▸ Data for this task
/*!
 * Dispatcher
 *
 * Routes every request onto a worker input queue by `hostID mod W`. All
 * batches from the same host therefore flow through the same worker and
 * the same producer, which keys the broker partition by host as well;
 * combined with per-partition broker ordering this yields per-host FIFO
 * delivery.
 *
 * W is fixed at startup. The put into the bounded worker queue blocks, so
 * backpressure propagates straight to the HTTP handler.
 */

use std::sync::{Arc, RwLock};

use mistral_common::{Error, Result};
use tokio::sync::mpsc;

use crate::types::Request;

/// Cloneable routing handle over the worker input queues.
///
/// All clones share one sender set, so [`Dispatcher::close`] drops every
/// sender at once and the worker input channels observe end-of-stream.
#[derive(Clone)]
pub struct Dispatcher {
    senders: Arc<RwLock<Option<Vec<mpsc::Sender<Request>>>>>,
    width: usize,
}

impl Dispatcher {
    pub fn new(senders: Vec<mpsc::Sender<Request>>) -> Self {
        let width = senders.len();
        Dispatcher {
            senders: Arc::new(RwLock::new(Some(senders))),
            width,
        }
    }

    /// Number of workers routed over; fixed for the process lifetime.
    pub fn worker_count(&self) -> usize {
        self.width
    }

    /// Place the request into its worker's input queue, waiting for space
    /// under backpressure. Fails only once the queues are closed during
    /// shutdown.
    pub async fn dispatch(&self, req: Request) -> Result<()> {
        let index = (req.host_id % self.width as u64) as usize;
        let sender = {
            let guard = self
                .senders
                .read()
                .unwrap_or_else(|poisoned| poisoned.into_inner());
            match guard.as_ref() {
                Some(senders) => senders[index].clone(),
                None => return Err(Error::Unavailable),
            }
        };
        sender.send(req).await.map_err(|_| Error::Unavailable)
    }

    /// Drop all senders, closing every worker input queue. Idempotent.
    pub fn close(&self) {
        let mut guard = self
            .senders
            .write()
            .unwrap_or_else(|poisoned| poisoned.into_inner());
        guard.take();
    }
}

#[cfg(test)]
mod tests {
    use super::*;

    fn make_request(host_id: u64) -> Request {
        let (req, _rx) = Request::new(host_id, vec![]);
        req
    }

    #[tokio::test]
    async fn test_routing_by_host_id_modulo() {
        let mut receivers = Vec::new();
        let mut senders = Vec::new();
        for _ in 0..4 {
            let (tx, rx) = mpsc::channel(8);
            senders.push(tx);
            receivers.push(rx);
        }
        let dispatcher = Dispatcher::new(senders);
        assert_eq!(dispatcher.worker_count(), 4);

        for host_id in [0u64, 1, 5, 7, 42] {
            dispatcher.dispatch(make_request(host_id)).await.unwrap();
            let expected = (host_id % 4) as usize;
            let got = receivers[expected].recv().await.unwrap();
            assert_eq!(got.host_id, host_id);
        }
    }

    #[tokio::test]
    async fn test_same_host_same_worker_in_order() {
        let (tx, mut rx) = mpsc::channel(8);
        let (other_tx, mut other_rx) = mpsc::channel(8);
        let dispatcher = Dispatcher::new(vec![tx, other_tx]);

        for i in 0..3u64 {
            let (req, _c) = Request::new(2, vec![i as u8]);
            dispatcher.dispatch(req).await.unwrap();
        }

        for i in 0..3u8 {
            assert_eq!(rx.recv().await.unwrap().payload, vec![i]);
        }
        assert!(other_rx.try_recv().is_err());
    }

    #[tokio::test]
    async fn test_close_ends_worker_inputs() {
        let (tx, mut rx) = mpsc::channel(8);
        let dispatcher = Dispatcher::new(vec![tx]);
        let clone = dispatcher.clone();

        dispatcher.close();
        // the clone shares the sender set, so its queues are closed too
        assert!(matches!(
            clone.dispatch(make_request(1)).await,
            Err(Error::Unavailable)
        ));
        assert!(rx.recv().await.is_none());

        // idempotent
        dispatcher.close();
    }
}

▸ Assigned task
Work out how many lines in the records above include the string "guard", and provide that figure with no other text.

▸ Response to this task
4